We noticed REFRDEL had grown to a large size and after some investigation discovered the following ...
DAMON runs the following procedures to perform clean-up:
BGPLOG_CLEANUP
REFRDEL_CLEANUP
REFRDEL Bypass
CLEANUP_PRMQUEUE
USESSION_CLEAR_LOGICAL_DELETES
CLEANUP_LOGICAL_DELETES
PRMAUDIT_CLEANUP
CLEANUP_USESSAUD
USER_DEFINED_BACKGROUND
DAMON was configured to run every Saturday around 4pm but we noticed that it had been continuously failing. This was due to an offline backup process which started at 10pm. We first assumed that this was preventing the REFRDEL_CLEANUP from running.
However after monitoring REFRDEL for a couple of weeks, we found that REFRDEL_CLEANUP was actually running and removing data from the table. You can check your table by running the following query on week 1 and then again in week 2 to verify the oldest records are being deleted.
select min(delete_date), max(delete_date), count(*) from admuser.refrdel;
The problem is to do with the default parameters used by the REFRDEL_CLEANUP procedure. These are described here but in summary the procedure is set to retain the 5 most recent days worth of records and delete just 1 days' worth of records. This is what's causing the issue...DAMON runs just once a week...and when it runs the cleanup job, it's only deleting 1 day's data but has accumulated a week's worth...therefore the amount of data will just get bigger and bigger.

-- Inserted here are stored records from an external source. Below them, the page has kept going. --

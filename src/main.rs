//! Cube Rush entry point
//!
//! Headless demo: drives the simulation with a synthetic 60 Hz clock and a
//! naive autopilot, logging HUD progress and printing a JSON run summary.
//! A real frontend would instead call [`Game::frame`] from its frame
//! callback with wall-clock time and live input.

use serde::Serialize;

use cube_rush::consts::TICK_DT;
use cube_rush::render::{RenderFrame, RenderSink};
use cube_rush::{Game, GamePhase};

/// Sink that logs progress milestones instead of drawing
struct HudSink {
    last_decile: u32,
}

impl RenderSink for HudSink {
    fn frame(&mut self, frame: &RenderFrame<'_>) {
        let decile = frame.progress_percent / 10;
        if decile != self.last_decile {
            self.last_decile = decile;
            log::info!(
                "attempt {}: {}% (camera {:.0}, {} obstacles on screen)",
                frame.attempt,
                frame.progress_percent,
                frame.camera_x,
                frame.obstacles.len()
            );
        }
    }
}

#[derive(Serialize)]
struct RunSummary {
    level: usize,
    frames: u32,
    attempts: u32,
    progress_percent: u32,
    completed: bool,
}

fn main() {
    env_logger::init();

    let level = std::env::args()
        .nth(1)
        .and_then(|arg| arg.parse().ok())
        .unwrap_or(0);

    let mut game = Game::new();
    let mut sink = HudSink { last_decile: 0 };
    let mut now = 0.0;
    game.start_level(level, now);

    // Two minutes of simulated play, tapping roughly twice a second
    let max_frames = 2 * 60 * 60;
    let mut frames = 0;
    while frames < max_frames {
        now += TICK_DT;
        let hold = (frames / 15) % 2 == 0;
        game.frame(now, hold, &mut sink);
        frames += 1;
        if game.phase() == GamePhase::Complete {
            break;
        }
    }

    let summary = RunSummary {
        level,
        frames,
        attempts: game.run().map_or(0, |run| run.attempts),
        progress_percent: game.run().map_or(0, |run| run.progress_percent()),
        completed: game.phase() == GamePhase::Complete,
    };
    println!(
        "{}",
        serde_json::to_string_pretty(&summary).unwrap_or_default()
    );
}
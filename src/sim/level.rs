//! Level model and deterministic obstacle generation
//!
//! A level is generated once at level start and never mutated mid-run. The
//! obstacle list is ordered by non-decreasing x - the collision resolver's
//! early-out scan and the render window slice both lean on that invariant.
//!
//! Layout is a pure function of the level index: spike placement draws from
//! a PCG stream seeded by the index, so every attempt (and every process)
//! sees the same level.

use glam::Vec2;
use rand::{Rng, SeedableRng};
use rand_pcg::Pcg32;
use serde::{Deserialize, Serialize};

use super::collision::Aabb;
use super::state::Mode;
use crate::consts::*;

/// Obstacle behavior on overlap
#[derive(Debug, Clone, Copy, PartialEq, Serialize, Deserialize)]
pub enum ObstacleKind {
    /// Always fatal
    Hazard,
    /// Landable from above, fatal from the side or below
    Solid,
    /// Switches the player to the carried mode, never damaging
    Trigger(Mode),
}

/// An immutable placed obstacle
#[derive(Debug, Clone, Copy, PartialEq, Serialize, Deserialize)]
pub struct Obstacle {
    pub kind: ObstacleKind,
    pub rect: Aabb,
}

/// Per-level generation parameters
#[derive(Debug, Clone, Copy)]
pub struct LevelConfig {
    pub name: &'static str,
    /// Background color id handed through to the render sink
    pub background: &'static str,
    pub start_mode: Mode,
}

pub const LEVEL_COUNT: usize = 10;

pub const LEVEL_CONFIGS: [LevelConfig; LEVEL_COUNT] = [
    LevelConfig { name: "Warm Up", background: "#0066ff", start_mode: Mode::Cube },
    LevelConfig { name: "Side Streets", background: "#00ccff", start_mode: Mode::Cube },
    LevelConfig { name: "Neon Drift", background: "#a020f0", start_mode: Mode::Cube },
    LevelConfig { name: "Dry Spell", background: "#ff8c00", start_mode: Mode::Cube },
    LevelConfig { name: "Deep Base", background: "#4B0082", start_mode: Mode::Cube },
    LevelConfig { name: "Red Line", background: "#FF0000", start_mode: Mode::Cube },
    LevelConfig { name: "Springboard", background: "#32CD32", start_mode: Mode::Cube },
    LevelConfig { name: "Rewind", background: "#FF1493", start_mode: Mode::Cube },
    LevelConfig { name: "Orbit", background: "#00008B", start_mode: Mode::Cube },
    // The finale starts (and stays) in wave mode
    LevelConfig { name: "Overdrive", background: "#222", start_mode: Mode::Wave },
];

/// Generation cursor bounds (world units)
const GEN_START_X: f32 = 1200.0;
const GEN_END_X: f32 = 40_000.0;
/// Scrollable tail past the last obstacle
const GEN_TAIL: f32 = 2000.0;
/// A wave trigger is dropped every this many units of cube terrain
const TRIGGER_SPACING: i32 = 5000;
/// Per-level RNG stream base
const LEVEL_SEED: u64 = 0xC0BE_D05E;

/// A named, immutable obstacle course.
///
/// Serialize-only: the static config strings make this a snapshot format,
/// not a load format - a level is always rebuilt via [`Level::generate`].
#[derive(Debug, Clone, Serialize)]
pub struct Level {
    pub index: usize,
    pub name: &'static str,
    pub background: &'static str,
    pub start_mode: Mode,
    /// Ordered by non-decreasing `rect.min.x`
    pub obstacles: Vec<Obstacle>,
    /// Total scrollable length
    pub length: f32,
}

impl Level {
    /// Build the obstacle course for a level index.
    ///
    /// Out-of-range indices are clamped to the last level rather than
    /// panicking; the menu is expected to only offer valid ones.
    pub fn generate(index: usize) -> Level {
        let index = if index < LEVEL_COUNT {
            index
        } else {
            log::warn!("level index {index} out of range, clamping");
            LEVEL_COUNT - 1
        };
        let cfg = &LEVEL_CONFIGS[index];
        let mut rng = Pcg32::seed_from_u64(LEVEL_SEED ^ index as u64);

        let mut obstacles: Vec<Obstacle> = Vec::new();
        let mut add = |kind, x: f32, y: f32, w: f32, h: f32| {
            obstacles.push(Obstacle {
                kind,
                rect: Aabb::new(Vec2::new(x, y), Vec2::new(w, h)),
            });
        };

        let mut x = GEN_START_X;
        // The generator tracks the mode the player will be in when reaching
        // the cursor, so terrain past a trigger fits the new movement rules.
        let mut cursor_mode = cfg.start_mode;

        if index == 0 {
            // Hand-placed opener: three spikes to learn the jump, two
            // platforms, then an unmissable full-height ship trigger.
            for i in 0..3 {
                add(ObstacleKind::Hazard, x + i as f32 * 400.0, GROUND_Y - 40.0, 40.0, 40.0);
            }
            add(ObstacleKind::Solid, x + 1400.0, GROUND_Y - 40.0, 120.0, 40.0);
            add(ObstacleKind::Solid, x + 1800.0, GROUND_Y - 80.0, 120.0, 40.0);
            add(
                ObstacleKind::Trigger(Mode::Ship),
                x + 2500.0,
                0.0,
                120.0,
                GROUND_Y,
            );
            cursor_mode = Mode::Ship;
            x += 3000.0;
        }

        while x < GEN_END_X {
            match cursor_mode {
                Mode::Wave => {
                    // Undulating corridor: ceiling slab down to `gap`, floor
                    // slab from `gap + 180`, drifting with a slow sine.
                    let gap = 180.0 + (x / 400.0).sin() * 80.0;
                    add(ObstacleKind::Solid, x, 0.0, 80.0, gap);
                    add(ObstacleKind::Solid, x, gap + 180.0, 80.0, 400.0);
                    x += 80.0;
                }
                Mode::Cube | Mode::Ship => {
                    add(ObstacleKind::Solid, x, GROUND_Y - 40.0, 40.0, 40.0);
                    // Trigger before the offset spike keeps x non-decreasing
                    if (x as i32) % TRIGGER_SPACING == 0 {
                        add(ObstacleKind::Trigger(Mode::Wave), x, 0.0, 120.0, GROUND_Y);
                        cursor_mode = Mode::Wave;
                    }
                    if rng.random::<f32>() > 0.4 {
                        add(ObstacleKind::Hazard, x + 120.0, GROUND_Y - 40.0, 40.0, 40.0);
                    }
                    x += 300.0;
                }
            }
        }

        let level = Level {
            index,
            name: cfg.name,
            background: cfg.background,
            start_mode: cfg.start_mode,
            obstacles,
            length: x + GEN_TAIL,
        };
        debug_assert!(!level.obstacles.is_empty());
        debug_assert!(level.length > 0.0);
        debug_assert!(level.is_sorted());
        level
    }

    /// Sort invariant check: obstacles ordered by non-decreasing left edge.
    pub fn is_sorted(&self) -> bool {
        self.obstacles
            .windows(2)
            .all(|w| w[0].rect.min.x <= w[1].rect.min.x)
    }

    /// The slice of obstacles within the render window around the camera.
    ///
    /// Binary searches on the sort invariant, so this is O(log n) plus the
    /// (small) visible count.
    pub fn visible_range(&self, camera_x: f32) -> &[Obstacle] {
        let lo = camera_x - VIEW_BEHIND;
        let hi = camera_x + VIEW_AHEAD;
        let start = self.obstacles.partition_point(|o| o.rect.min.x < lo);
        let end = self.obstacles.partition_point(|o| o.rect.min.x <= hi);
        &self.obstacles[start..end]
    }
}
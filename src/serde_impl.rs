//! Serde support (feature `serde`)
//!
//! A `BalancedMap` serializes as a plain map in ascending key order and is
//! rebuilt by re-inserting each entry, so the tree shape after a round trip
//! may differ from the original. The encoded form carries no tree metadata
//! and is not a stable storage format.

use std::fmt;
use std::marker::PhantomData;

use serde::de::{MapAccess, Visitor};
use serde::ser::SerializeMap;
use serde::{Deserialize, Deserializer, Serialize, Serializer};

use crate::map::BalancedMap;

impl<K: Serialize, V: Serialize> Serialize for BalancedMap<K, V> {
    fn serialize<S: Serializer>(&self, serializer: S) -> Result<S::Ok, S::Error> {
        let mut map = serializer.serialize_map(Some(self.len()))?;

        let mut outcome = Ok(());
        self.walk_entries(|key, value| {
            if outcome.is_ok() {
                outcome = map.serialize_entry(key, value);
            }
        });
        outcome?;

        map.end()
    }
}

struct BalancedMapVisitor<K, V> {
    marker: PhantomData<fn() -> BalancedMap<K, V>>,
}

impl<'de, K, V> Visitor<'de> for BalancedMapVisitor<K, V>
where
    K: Deserialize<'de> + Ord,
    V: Deserialize<'de>,
{
    type Value = BalancedMap<K, V>;

    fn expecting(&self, formatter: &mut fmt::Formatter) -> fmt::Result {
        formatter.write_str("a map")
    }

    fn visit_map<A: MapAccess<'de>>(self, mut access: A) -> Result<Self::Value, A::Error> {
        let mut map = BalancedMap::new();
        while let Some((key, value)) = access.next_entry()? {
            map.put(key, value);
        }
        Ok(map)
    }
}

impl<'de, K, V> Deserialize<'de> for BalancedMap<K, V>
where
    K: Deserialize<'de> + Ord,
    V: Deserialize<'de>,
{
    fn deserialize<D: Deserializer<'de>>(deserializer: D) -> Result<Self, D::Error> {
        deserializer.deserialize_map(BalancedMapVisitor {
            marker: PhantomData,
        })
    }
}
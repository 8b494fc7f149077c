//! Configuration for the locking layer
//!
//! The core `BalancedMap` has nothing to configure; these knobs only shape
//! how `LockedMap` and `ShardedMap` wrap it.

use crate::error::{MapError, Result};

/// Configuration for the external locking wrappers
#[derive(Debug, Clone)]
pub struct Config {
    // -------------------------------------------------------------------------
    // Sharding Configuration
    // -------------------------------------------------------------------------
    /// Number of independent trees in a `ShardedMap` (must be >= 1)
    pub shard_count: usize,

    // -------------------------------------------------------------------------
    // Debug Configuration
    // -------------------------------------------------------------------------
    /// Run `BalancedMap::validate` after every mutation and log violations
    pub validate_on_write: bool,
}

impl Default for Config {
    fn default() -> Self {
        Self {
            shard_count: 16,
            validate_on_write: false,
        }
    }
}

impl Config {
    /// Create a new config builder
    pub fn builder() -> ConfigBuilder {
        ConfigBuilder::default()
    }

    /// Check that the configuration is usable
    pub fn validate(&self) -> Result<()> {
        if self.shard_count == 0 {
            return Err(MapError::Config(
                "shard_count must be at least 1".to_string(),
            ));
        }
        Ok(())
    }
}

/// Builder for Config
#[derive(Default)]
pub struct ConfigBuilder {
    config: Config,
}

impl ConfigBuilder {
    /// Set the number of shards
    pub fn shard_count(mut self, count: usize) -> Self {
        self.config.shard_count = count;
        self
    }

    /// Enable or disable post-write invariant checks
    pub fn validate_on_write(mut self, enabled: bool) -> Self {
        self.config.validate_on_write = enabled;
        self
    }

    pub fn build(self) -> Config {
        self.config
    }
}
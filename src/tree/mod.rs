//! Tree Module
//!
//! The AVL engine behind `BalancedMap`.
//!
//! ## Responsibilities
//! - Node layout and cached subtree heights
//! - Rotations that restore the balance invariant
//! - Recursive insert/delete returning the new subtree root
//! - Iterative lookups and min/max descent
//! - Invariant checking for tests and debugging
//!
//! ## Ownership
//! Each parent exclusively owns its children through `Option<Box<Node>>`.
//! Mutating routines take a subtree by value and hand back its (possibly
//! rotated) root; the caller relinks it. There are no parent pointers.
//!
//! ## Invariants
//! ```text
//! order:   every key in left  <  node.key  <  every key in right
//! balance: |height(left) - height(right)| <= 1
//! height:  node.height == 1 + max(height(left), height(right))
//! ```

pub(crate) mod delete;
pub(crate) mod insert;
pub(crate) mod node;
pub(crate) mod rotate;
pub(crate) mod search;
pub(crate) mod validate;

The default parameters can be overridden in the SETTINGS table.
Here are the steps I took to correct the issue:
First, clean up the table..
-- 1. create backup table
CREATE TABLE ADMUSER.REFRDEL_BACKUP TABLESPACE PMDB_DAT1 NOLOGGING AS
Select * from admuser.refrdel where delete_date >= (sysdate - 5);
-- CHECK DATA HAS BEEN COPIED
-- 2. disable indexes on REFRDEL
alter index NDX_REFRDEL_DELETE_DATE unusable;
alter index NDX_REFRDEL_TABLE_PK unusable;
-- 3. truncate REFRDEL table
truncate table admuser.refrdel;
-- 4. restore backed up data
ALTER TABLE ADMUSER.REFRDEL NOLOGGING;
insert /*# append */ into admuser.refrdel select * from admuser.refrdel_backup;
--verify number of rows copied
ALTER TABLE ADMUSER.REFRDEL LOGGING;
commit;
-- 5. rebuild indexes on REFRDEL
alter index NDX_REFRDEL_DELETE_DATE rebuild;
alter index NDX_REFRDEL_TABLE_PK rebuild;
-- 6. gather table stats
exec dbms_stats.gather_table_stats(ownname => 'ADMUSER', tabname => 'REFRDEL', cascade => TRUE);
-- 7. drop backup table
drop table admuser.refrdel_backup purge;
Next, override the parameters so we try to delete at least 10 days' worth of data. The retention period will always keep 5 days' worth of data.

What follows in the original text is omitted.